Fonte: Ferrez (1882). Acervo: Biblioteca Nacional.

Considerando tal cenário, as principais vistas urbanas foram feitas em cidades de importância política ou que possuíam algum tipo de beleza, em sua maioria capitais ou que contavam com “belas composições que expressam a convivência feliz entre construções e natureza” (FABRIS, 1991, p. 161). Como exemplos, pode-se citar Recife, Salvador e Ouro Preto, fotografadas por Marc Ferrez e Revert Henrique Klumb, principalmente. Klumb tem grande produção fotográfica do Rio de Janeiro (Figura 27), uma vez que era a capital do país e, portanto, com atividade urbana mais intensa e diferente das demais, assemelhando-se mais ao padrão europeu da época. São Paulo só irá receber atenção da fotografia de vista a partir da década de 1860, com Militão Augusto de Azevedo (Figura 28), que registrou o desenvolvimento da cidade até 1887 (FABRIS, 1991; KOSSOY, 2002).

Figura 27 – “Le Jardin Public: Avenue Prinçipale”, por Klumb, Rio de Janeiro, [ca. 1860].

Fonte: Klumb ([ca. 1860]). Acervo: Biblioteca Nacional.

Figura 28 – Rua da Imperatriz, por Militão Augusto de Azevedo, Álbum Comparativo da cidade de São Paulo 1862–1887, 1887.

5 UM ESTUDO DE VESTUÁRIO DO SÉCULO XIX BASEADO EM REGISTROS FOTOGRÁFICOS

Conforme estabelecido no objetivo principal do presente trabalho, este capítulo apresenta os registros fotográficos selecionados para o estudo de aspectos construtivos e estilísticos do vestuário, usado nas regiões de São Paulo e Rio de Janeiro, no Brasil oitocentista. São apresentadas, também, algumas informações introdutórias sobre cada registro, a fim de proporcionar um primeiro olhar ao material selecionado, e os critérios utilizados para as análises.

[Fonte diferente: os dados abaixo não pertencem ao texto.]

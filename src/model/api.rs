use serde::{Deserialize, Serialize};
use utoipa::ToSchema;

/// The response when an error occurs with an API request
#[derive(Debug, Serialize, Deserialize, ToSchema)]
pub struct ErrorDto {
    /// The error message
    pub error: String,
    /// Identifier logged alongside the error, present for domain errors
    #[serde(default, skip_serializing_if = "Option::is_none")]
    pub correlation_id: Option<String>,
}

/// A single rejected request field
#[derive(Debug, Clone, PartialEq, Eq, Serialize, Deserialize, ToSchema)]
pub struct FieldErrorDto {
    /// Name of the offending request field
    pub property: String,
    /// Why the value was rejected
    pub message: String,
}

/// The response when request validation fails
#[derive(Debug, Serialize, Deserialize, ToSchema)]
pub struct ValidationErrorDto {
    pub message: String,
    pub errors: Vec<FieldErrorDto>,
}
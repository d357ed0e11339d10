pub mod user_role;

use chrono::Utc;
use sea_orm::{
    ActiveModelTrait, ActiveValue, ColumnTrait, ConnectionTrait, DbErr, DeleteResult,
    EntityTrait, QueryFilter,
};

pub struct UserRepository<'a, C: ConnectionTrait> {
    db: &'a C,
}

impl<'a, C: ConnectionTrait> UserRepository<'a, C> {
    /// Creates a new instance of [`UserRepository`]
    pub fn new(db: &'a C) -> Self {
        Self { db }
    }

    /// Creates a new user
    ///
    /// # Arguments
    /// - `email`: Unique login email of the user
    /// - `password_hash`: PHC formatted argon2 hash of the user's password
    pub async fn create(
        &self,
        email: String,
        password_hash: String,
        first_name: String,
        last_name: String,
    ) -> Result<entity::user::Model, DbErr> {
        let user = entity::user::ActiveModel {
            email: ActiveValue::Set(email),
            password_hash: ActiveValue::Set(password_hash),
            first_name: ActiveValue::Set(first_name),
            last_name: ActiveValue::Set(last_name),
            created_at: ActiveValue::Set(Utc::now().naive_utc()),
            ..Default::default()
        };

        user.insert(self.db).await
    }

    pub async fn get(&self, user_id: i32) -> Result<Option<entity::user::Model>, DbErr> {
        entity::prelude::User::find_by_id(user_id).one(self.db).await
    }

    pub async fn find_by_email(&self, email: &str) -> Result<Option<entity::user::Model>, DbErr> {
        entity::prelude::User::find()
            .filter(entity::user::Column::Email.eq(email))
            .one(self.db)
            .await
    }

    /// Deletes a user along with their roles, shelter, and adoption applications
    ///
    /// Returns OK regardless of user existing, to confirm the deletion result
    /// check the [`DeleteResult::rows_affected`] field.
    pub async fn delete(&self, user_id: i32) -> Result<DeleteResult, DbErr> {
        entity::prelude::User::delete_by_id(user_id)
            .exec(self.db)
            .await
    }
}
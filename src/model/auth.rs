use serde::{Deserialize, Serialize};
use utoipa::ToSchema;
use validator::Validate;

#[derive(Clone, Serialize, Deserialize, ToSchema, Validate)]
pub struct LoginRequest {
    #[validate(email(message = "Please provide a valid email address"))]
    pub email: String,
    #[validate(length(min = 1, message = "Password is required"))]
    pub password: String,
}

/// The currently authenticated user along with the roles granted to them
#[derive(Clone, Debug, Serialize, Deserialize, ToSchema)]
pub struct IdentityDto {
    pub user_id: i32,
    pub roles: Vec<String>,
}
use sea_orm::DatabaseConnection;
use tokio::net::TcpListener;
use tower_sessions::SessionManagerLayer;
use tower_sessions_redis_store::{fred::prelude::Pool, RedisStore};

use crate::server::{config::Config, error::Error, model::app::AppState, router};

/// Connect to the database and run migrations
pub async fn connect_to_database(config: &Config) -> Result<DatabaseConnection, Error> {
    use migration::{Migrator, MigratorTrait};
    use sea_orm::{ConnectOptions, Database};

    let mut opt = ConnectOptions::new(&config.database_url);
    opt.sqlx_logging(false);

    let db = Database::connect(opt).await?;

    Migrator::up(&db, None).await?;

    Ok(db)
}

/// Connect to Valkey/Redis and configure session management
pub async fn connect_to_session(
    config: &Config,
) -> Result<SessionManagerLayer<RedisStore<Pool>>, Error> {
    use time::Duration;
    use tower_sessions::{cookie::SameSite, Expiry};
    use tower_sessions_redis_store::fred::prelude::{ClientLike, Config as RedisConfig};

    let redis_config = RedisConfig::from_url(&config.valkey_url)?;
    let pool = Pool::new(redis_config, None, None, None, 6)?;

    pool.connect();
    pool.wait_for_connect().await?;

    let session_store = RedisStore::new(pool);

    // Secure cookies require HTTPS, which local development doesn't have
    let secure_cookies = !cfg!(debug_assertions);

    let session = SessionManagerLayer::new(session_store)
        .with_secure(secure_cookies)
        .with_same_site(SameSite::Lax)
        .with_http_only(true)
        .with_expiry(Expiry::OnInactivity(Duration::days(
            config.session_expiry_days,
        )));

    Ok(session)
}

/// Connect to the backing services and serve the API until the process is stopped
pub async fn serve(config: Config) -> Result<(), Error> {
    let db = connect_to_database(&config).await?;
    let session = connect_to_session(&config).await?;

    let app = router::routes()
        .with_state(AppState::new(db))
        .layer(session);

    let listener = TcpListener::bind(config.listen_addr).await?;

    tracing::info!("Listening on {}", config.listen_addr);

    axum::serve(listener, app).await?;

    Ok(())
}
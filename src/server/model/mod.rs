//! Server application models.
//!
//! Application state shared by the HTTP handlers and type-safe session data.

pub mod app;
pub mod session;
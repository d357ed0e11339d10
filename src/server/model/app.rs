use std::sync::Arc;

use sea_orm::DatabaseConnection;

use crate::server::identity::{DatabaseIdentityProvider, IdentityProvider};

#[derive(Clone)]
pub struct AppState {
    pub db: DatabaseConnection,
    pub identity: Arc<dyn IdentityProvider>,
}

impl AppState {
    /// Application state backed by the database identity provider
    pub fn new(db: DatabaseConnection) -> Self {
        let identity = Arc::new(DatabaseIdentityProvider::new(db.clone()));

        Self { db, identity }
    }
}

impl From<DatabaseConnection> for AppState {
    fn from(db: DatabaseConnection) -> Self {
        Self::new(db)
    }
}
use crate::model::user::UserDto;

impl From<entity::user::Model> for UserDto {
    fn from(model: entity::user::Model) -> Self {
        Self {
            id: model.id,
            email: model.email,
            first_name: model.first_name,
            last_name: model.last_name,
            created_at: model.created_at,
        }
    }
}
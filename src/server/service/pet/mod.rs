//! Pet service layer.
//!
//! Pets are managed by the owner of the shelter listing them, ownership is always checked
//! through the pet's shelter.

#[cfg(test)]
mod tests;

use chrono::{NaiveDate, Utc};
use sea_orm::{ActiveModelTrait, ActiveValue, DatabaseConnection, IntoActiveModel};

use crate::{
    model::pet::{PetDto, RegisterPetRequest, UpdatePetRequest},
    server::{
        data::pet::PetRepository,
        error::{pet::PetError, validation::ValidationError, Error},
        service::shelter::find_owned_shelter,
        util::{date::parse_birthdate, validation::normalize_and_validate},
    },
};

/// Breed stored for pets registered without one
pub const DEFAULT_BREED: &str = "Undefined";
/// Description stored for pets registered without one
pub const DEFAULT_PET_DESCRIPTION: &str = "No description";

pub struct PetService<'a> {
    db: &'a DatabaseConnection,
    today: Option<NaiveDate>,
}

impl<'a> PetService<'a> {
    /// Creates a new instance of [`PetService`]
    pub fn new(db: &'a DatabaseConnection) -> Self {
        Self { db, today: None }
    }

    /// Pins the date birthdates are checked against instead of the current UTC date
    pub fn with_today(mut self, today: NaiveDate) -> Self {
        self.today = Some(today);
        self
    }

    fn today(&self) -> NaiveDate {
        self.today.unwrap_or_else(|| Utc::now().date_naive())
    }

    /// Registers a pet in a shelter owned by the user.
    ///
    /// # Returns
    /// - `Ok(PetDto)` - The registered pet with its shelter
    /// - `Err(Error::ValidationError)` - Request failed validation or birthdate is malformed/in the future
    /// - `Err(Error::ShelterError(NotFound))` - Shelter does not exist
    /// - `Err(Error::ShelterError(NotOwner))` - Shelter is owned by another user
    pub async fn register_pet(
        &self,
        user_id: i32,
        mut request: RegisterPetRequest,
    ) -> Result<PetDto, Error> {
        normalize_and_validate(&mut request)?;
        let birthdate =
            parse_birthdate(&request.birthdate, self.today()).map_err(ValidationError::from)?;

        let shelter = find_owned_shelter(self.db, user_id, request.shelter_id).await?;

        let pet_am = entity::pet::ActiveModel {
            name: ActiveValue::Set(request.name),
            birthdate: ActiveValue::Set(birthdate),
            gender: ActiveValue::Set(request.gender.into()),
            species: ActiveValue::Set(request.species.into()),
            breed: ActiveValue::Set(request.breed.unwrap_or_else(|| DEFAULT_BREED.to_string())),
            description: ActiveValue::Set(
                request
                    .description
                    .unwrap_or_else(|| DEFAULT_PET_DESCRIPTION.to_string()),
            ),
            image_url: ActiveValue::Set(request.image_url),
            is_neutered: ActiveValue::Set(request.is_neutered),
            has_pedigree: ActiveValue::Set(request.has_pedigree),
            shelter_id: ActiveValue::Set(shelter.id),
            ..Default::default()
        };

        let pet = PetRepository::new(self.db).create(pet_am).await?;

        tracing::info!(user_id = %user_id, shelter_id = %shelter.id, pet_id = %pet.id, "Registered pet");

        Ok(PetDto::from((pet, Some(shelter))))
    }

    /// Applies the present fields of `request` to a pet in a shelter owned by the user.
    pub async fn update_pet(
        &self,
        user_id: i32,
        pet_id: i32,
        mut request: UpdatePetRequest,
    ) -> Result<PetDto, Error> {
        normalize_and_validate(&mut request)?;
        let birthdate = request
            .birthdate
            .as_deref()
            .map(|birthdate| parse_birthdate(birthdate, self.today()))
            .transpose()
            .map_err(ValidationError::from)?;

        let (pet, shelter) = self.find_owned_pet(user_id, pet_id).await?;

        let mut pet_am = pet.clone().into_active_model();
        if let Some(name) = request.name {
            pet_am.name = ActiveValue::Set(name);
        }
        if let Some(birthdate) = birthdate {
            pet_am.birthdate = ActiveValue::Set(birthdate);
        }
        if let Some(gender) = request.gender {
            pet_am.gender = ActiveValue::Set(gender.into());
        }
        if let Some(species) = request.species {
            pet_am.species = ActiveValue::Set(species.into());
        }
        if let Some(breed) = request.breed {
            pet_am.breed = ActiveValue::Set(breed);
        }
        if let Some(description) = request.description {
            pet_am.description = ActiveValue::Set(description);
        }
        if let Some(image_url) = request.image_url {
            pet_am.image_url = ActiveValue::Set(Some(image_url));
        }
        if let Some(is_neutered) = request.is_neutered {
            pet_am.is_neutered = ActiveValue::Set(is_neutered);
        }
        if let Some(has_pedigree) = request.has_pedigree {
            pet_am.has_pedigree = ActiveValue::Set(has_pedigree);
        }

        if !pet_am.is_changed() {
            return Ok(PetDto::from((pet, Some(shelter))));
        }

        let pet = PetRepository::new(self.db).update(pet_am).await?;

        Ok(PetDto::from((pet, Some(shelter))))
    }

    /// Removes a pet from a shelter owned by the user, along with its adoption applications.
    pub async fn remove_pet(&self, user_id: i32, pet_id: i32) -> Result<(), Error> {
        let (pet, _) = self.find_owned_pet(user_id, pet_id).await?;

        PetRepository::new(self.db).delete(pet.id).await?;

        tracing::info!(user_id = %user_id, pet_id = %pet.id, "Removed pet");

        Ok(())
    }

    /// Gets a pet with a summary of its shelter.
    pub async fn get_pet(&self, pet_id: i32) -> Result<PetDto, Error> {
        let pet = PetRepository::new(self.db)
            .get_with_shelter(pet_id)
            .await?
            .ok_or(PetError::NotFound(pet_id))?;

        Ok(pet.into())
    }

    /// Gets all pets with summaries of their shelters.
    pub async fn get_all_pets(&self) -> Result<Vec<PetDto>, Error> {
        let pets = PetRepository::new(self.db).get_all_with_shelter().await?;

        Ok(pets.into_iter().map(PetDto::from).collect())
    }

    async fn find_owned_pet(
        &self,
        user_id: i32,
        pet_id: i32,
    ) -> Result<(entity::pet::Model, entity::shelter::Model), Error> {
        let pet = PetRepository::new(self.db)
            .get(pet_id)
            .await?
            .ok_or(PetError::NotFound(pet_id))?;

        let shelter = find_owned_shelter(self.db, user_id, pet.shelter_id).await?;

        Ok((pet, shelter))
    }
}
use axum::{extract::State, http::StatusCode, response::IntoResponse};
use pawfect::{
    model::{auth::LoginRequest, user::RegisterUserRequest},
    server::{
        controller::auth::{get_current_user, login, logout, register},
        model::session::user::SessionUserId,
    },
};
use pawfect::server::controller::util::json::ApiJson;
use pawfect_test_utils::prelude::*;

use crate::util::{app_state, login_as};

fn register_request(email: &str, password: &str) -> RegisterUserRequest {
    RegisterUserRequest {
        first_name: "Jane".to_string(),
        last_name: "Doe".to_string(),
        email: email.to_string(),
        password: password.to_string(),
    }
}

#[tokio::test]
/// Expect 201 created when registering a new account
async fn register_returns_created() -> Result<(), TestError> {
    let test = TestBuilder::new().with_pet_tables().build().await?;

    let result = register(
        State(app_state(&test)),
        ApiJson(register_request("jane@example.com", TEST_PASSWORD)),
    )
    .await;

    let resp = result.unwrap().into_response();
    assert_eq!(resp.status(), StatusCode::CREATED);

    Ok(())
}

#[tokio::test]
/// Expect 400 bad request when the password does not meet the policy
async fn register_returns_bad_request_for_weak_password() -> Result<(), TestError> {
    let test = TestBuilder::new().with_pet_tables().build().await?;

    let result = register(
        State(app_state(&test)),
        ApiJson(register_request("jane@example.com", "password")),
    )
    .await;

    let resp = result.err().unwrap().into_response();
    assert_eq!(resp.status(), StatusCode::BAD_REQUEST);

    Ok(())
}

#[tokio::test]
/// Expect 400 bad request when the email is already registered
async fn register_returns_bad_request_for_taken_email() -> Result<(), TestError> {
    let mut test = TestBuilder::new().with_pet_tables().build().await?;
    test.user()
        .insert_user_with_password("jane@example.com", TEST_PASSWORD)
        .await?;

    let result = register(
        State(app_state(&test)),
        ApiJson(register_request("jane@example.com", TEST_PASSWORD)),
    )
    .await;

    let resp = result.err().unwrap().into_response();
    assert_eq!(resp.status(), StatusCode::BAD_REQUEST);

    Ok(())
}

#[tokio::test]
/// Expect 200 success and the user ID stored in session after logging in
async fn login_stores_user_in_session() -> Result<(), TestError> {
    let mut test = TestBuilder::new().with_pet_tables().build().await?;
    let user_model = test
        .user()
        .insert_user_with_password("jane@example.com", TEST_PASSWORD)
        .await?;

    let result = login(
        State(app_state(&test)),
        test.session.clone(),
        ApiJson(LoginRequest {
            email: "jane@example.com".to_string(),
            password: TEST_PASSWORD.to_string(),
        }),
    )
    .await;

    let resp = result.unwrap().into_response();
    assert_eq!(resp.status(), StatusCode::OK);

    let session_user_id = SessionUserId::get(&test.session).await.unwrap();
    assert_eq!(session_user_id, Some(user_model.id));

    Ok(())
}

#[tokio::test]
/// Expect 401 unauthorized and an empty session for a wrong password
async fn login_returns_unauthorized_for_wrong_password() -> Result<(), TestError> {
    let mut test = TestBuilder::new().with_pet_tables().build().await?;
    test.user()
        .insert_user_with_password("jane@example.com", TEST_PASSWORD)
        .await?;

    let result = login(
        State(app_state(&test)),
        test.session.clone(),
        ApiJson(LoginRequest {
            email: "jane@example.com".to_string(),
            password: "Wr0ng!pass".to_string(),
        }),
    )
    .await;

    let resp = result.err().unwrap().into_response();
    assert_eq!(resp.status(), StatusCode::UNAUTHORIZED);

    let session_user_id = SessionUserId::get(&test.session).await.unwrap();
    assert!(session_user_id.is_none());

    Ok(())
}

#[tokio::test]
/// Expect 204 no content and the user cleared from session after logging out
async fn logout_clears_session() -> Result<(), TestError> {
    let mut test = TestBuilder::new().with_pet_tables().build().await?;
    let user_model = test.user().insert_user().await?;
    login_as(&test, user_model.id).await;

    let result = logout(test.session.clone()).await;

    let resp = result.unwrap().into_response();
    assert_eq!(resp.status(), StatusCode::NO_CONTENT);

    let session_user_id = SessionUserId::get(&test.session).await.unwrap();
    assert!(session_user_id.is_none());

    Ok(())
}

#[tokio::test]
/// Expect 204 no content when logging out without being logged in
async fn logout_without_session_returns_no_content() -> Result<(), TestError> {
    let test = TestBuilder::new().with_pet_tables().build().await?;

    let result = logout(test.session).await;

    let resp = result.unwrap().into_response();
    assert_eq!(resp.status(), StatusCode::NO_CONTENT);

    Ok(())
}

#[tokio::test]
/// Expect 200 success with the user's identity when logged in
async fn get_current_user_returns_identity() -> Result<(), TestError> {
    let mut test = TestBuilder::new().with_pet_tables().build().await?;
    let (owner, _) = test.shelter().insert_shelter_owner().await?;
    login_as(&test, owner.id).await;

    let result = get_current_user(State(app_state(&test)), test.session).await;

    let resp = result.unwrap().into_response();
    assert_eq!(resp.status(), StatusCode::OK);

    Ok(())
}

#[tokio::test]
/// Expect 401 unauthorized when no user is logged in
async fn get_current_user_returns_unauthorized_without_session() -> Result<(), TestError> {
    let test = TestBuilder::new().with_pet_tables().build().await?;

    let result = get_current_user(State(app_state(&test)), test.session).await;

    let resp = result.err().unwrap().into_response();
    assert_eq!(resp.status(), StatusCode::UNAUTHORIZED);

    Ok(())
}

#[tokio::test]
/// Expect 401 unauthorized and a cleared session when the session user was deleted
async fn get_current_user_clears_session_for_deleted_user() -> Result<(), TestError> {
    let test = TestBuilder::new().with_pet_tables().build().await?;
    let nonexistent_user_id = 1;
    login_as(&test, nonexistent_user_id).await;

    let result = get_current_user(State(app_state(&test)), test.session.clone()).await;

    let resp = result.err().unwrap().into_response();
    assert_eq!(resp.status(), StatusCode::UNAUTHORIZED);

    let session_user_id = SessionUserId::get(&test.session).await.unwrap();
    assert!(session_user_id.is_none());

    Ok(())
}
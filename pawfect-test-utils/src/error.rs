use thiserror::Error;

#[derive(Error, Debug)]
pub enum TestError {
    #[error(transparent)]
    DbErr(#[from] sea_orm::DbErr),
    #[error(transparent)]
    SessionError(#[from] tower_sessions::session::Error),
    #[error("Failed to hash fixture password: {0}")]
    PasswordHash(String),
}

impl From<argon2::password_hash::Error> for TestError {
    fn from(err: argon2::password_hash::Error) -> Self {
        Self::PasswordHash(err.to_string())
    }
}
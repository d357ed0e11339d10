use chrono::Utc;
use entity::sea_orm_active_enums::AdoptionStatus;
use sea_orm::{
    ActiveModelTrait, ActiveValue, ColumnTrait, ConnectionTrait, DbErr, DeleteResult,
    EntityTrait, IntoActiveModel, QueryFilter, QueryOrder,
};

/// An adoption application paired with the pet it is for
pub type ApplicationWithPet = (
    entity::adoption_application::Model,
    Option<entity::pet::Model>,
);

pub struct AdoptionRepository<'a, C: ConnectionTrait> {
    db: &'a C,
}

impl<'a, C: ConnectionTrait> AdoptionRepository<'a, C> {
    /// Creates a new instance of [`AdoptionRepository`]
    pub fn new(db: &'a C) -> Self {
        Self { db }
    }

    /// Creates a new pending adoption application by `user_id` for `pet_id`
    pub async fn create(
        &self,
        user_id: i32,
        pet_id: i32,
    ) -> Result<entity::adoption_application::Model, DbErr> {
        let application = entity::adoption_application::ActiveModel {
            created_at: ActiveValue::Set(Utc::now().naive_utc()),
            status: ActiveValue::Set(AdoptionStatus::Pending),
            user_id: ActiveValue::Set(user_id),
            pet_id: ActiveValue::Set(pet_id),
            ..Default::default()
        };

        application.insert(self.db).await
    }

    pub async fn get_with_pet(
        &self,
        application_id: i32,
    ) -> Result<Option<ApplicationWithPet>, DbErr> {
        entity::prelude::AdoptionApplication::find_by_id(application_id)
            .find_also_related(entity::pet::Entity)
            .one(self.db)
            .await
    }

    /// Gets all applications submitted by the user, oldest first
    pub async fn get_by_user_id(&self, user_id: i32) -> Result<Vec<ApplicationWithPet>, DbErr> {
        entity::prelude::AdoptionApplication::find()
            .filter(entity::adoption_application::Column::UserId.eq(user_id))
            .find_also_related(entity::pet::Entity)
            .order_by_asc(entity::adoption_application::Column::Id)
            .all(self.db)
            .await
    }

    /// Gets all applications for pets listed by the shelter, oldest first
    pub async fn get_by_shelter_id(
        &self,
        shelter_id: i32,
    ) -> Result<Vec<ApplicationWithPet>, DbErr> {
        entity::prelude::AdoptionApplication::find()
            .find_also_related(entity::pet::Entity)
            .filter(entity::pet::Column::ShelterId.eq(shelter_id))
            .order_by_asc(entity::adoption_application::Column::Id)
            .all(self.db)
            .await
    }

    /// Sets the status of an application
    ///
    /// # Returns
    /// - `Ok(Some(Model))` - The updated application
    /// - `Ok(None)` - No application with that ID exists
    pub async fn update_status(
        &self,
        application_id: i32,
        status: AdoptionStatus,
    ) -> Result<Option<entity::adoption_application::Model>, DbErr> {
        let application = match entity::prelude::AdoptionApplication::find_by_id(application_id)
            .one(self.db)
            .await?
        {
            Some(application) => application,
            None => return Ok(None),
        };

        let mut application_am = application.into_active_model();
        application_am.status = ActiveValue::Set(status);

        let application = application_am.update(self.db).await?;

        Ok(Some(application))
    }

    /// Deletes an application
    ///
    /// Returns OK regardless of application existing, to confirm the deletion result
    /// check the [`DeleteResult::rows_affected`] field.
    pub async fn delete(&self, application_id: i32) -> Result<DeleteResult, DbErr> {
        entity::prelude::AdoptionApplication::delete_by_id(application_id)
            .exec(self.db)
            .await
    }
}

A pesquisa bibliográfica realizada previamente sobre a fotografia no Brasil oitocentista possibilitou estabelecer diretrizes para a busca de registros fotográficos, tanto em acervos físicos como digitais. Como resultado, foram encontradas mais de duzentas fotografias que se enquadravam no tipo de registro estabelecido para este estudo – fotografias de vista e/ou paisagem da segunda metade do século XIX que tivessem, em seu conteúdo visual, registro de pessoas e vestuário. Dessas, foram selecionadas 8 imagens, listadas no Quadro 1 em ordem cronológica, mais relevantes e interessantes para discussão. Considerou-se, também, além do assunto fotografado, a qualidade da imagem.

Quadro 1 – Relação das fotografias analisadas.

Fotografia Figura Data Fotógrafo Título

1 29 1860 Revert Henrique Klumb Avenue des Lapuí de la

China

2 46 1862 Militão Augusto de Azevedo

Fundo da chácara de Leonardo Loskieli 3 56 [18--] Revert Henrique Klumb Família Imperial em visita a quinta de Marino Procópio

de Ferreira

4 81 1889 Otto Hees Família Imperial em frente à casa da princesa Isabel e conde d’Eu

5 121 [189-] Juan Gutierrez e Marc Ferrez

Cais Pharoux e Mercado da Praia do Peixe 6 136 1897 Anônimo Manifestação popular na rua

Paulo Barbosa 7 154 1897 Anônimo frente ao antigo Hotel do Ciclistas veranistas, em

Comércio 8 174 [ca. 1902] Anônimo D. Emília de Paiva Meira Fonte: Elaborado por Beatriz Albarez de Assunção, 2018.

Assim, as oito fotografias selecionadas abrangem o período entre 1860 e 1902, nas regiões de São Paulo e Rio de Janeiro, com registros visuais de mulheres, homens e crianças. Nem todas as fotografias, porém, tem indicação do nome do fotógrafo ou do(s) fotografado(s). Além disso, algumas fotografias não são datadas precisamente. Nestes casos, a pesquisadora buscou trajes similares na bibliografia (considerando, também, o contexto histórico e social aparente) e, por comparação, estabeleceu uma década provável ao registro fotográfico.

Para os critérios do estudo, como já mencionado na seção de procedimentos metodológicos, são feitas análises de aspectos visuais (forma, silhueta, volume, caimento, composição com ornamentos e outros elementos), de modelagem e de sua relação sociocultural nos respectivos períodos dos registros. Foram considerados os elementos visuais de vestuário e acessórios presentes nos registros, suficientemente nítidos para fundamentar uma discussão acerca do que se vê. Ainda que o olhar esteja direcionado para o vestuário, não se excluem das análises outros elementos que compõem a cena retratada e que possam ser considerados complementos importantes para estabelecer, também, relações entre o indivíduo retratado, o vestuário, o ambiente e o momento histórico.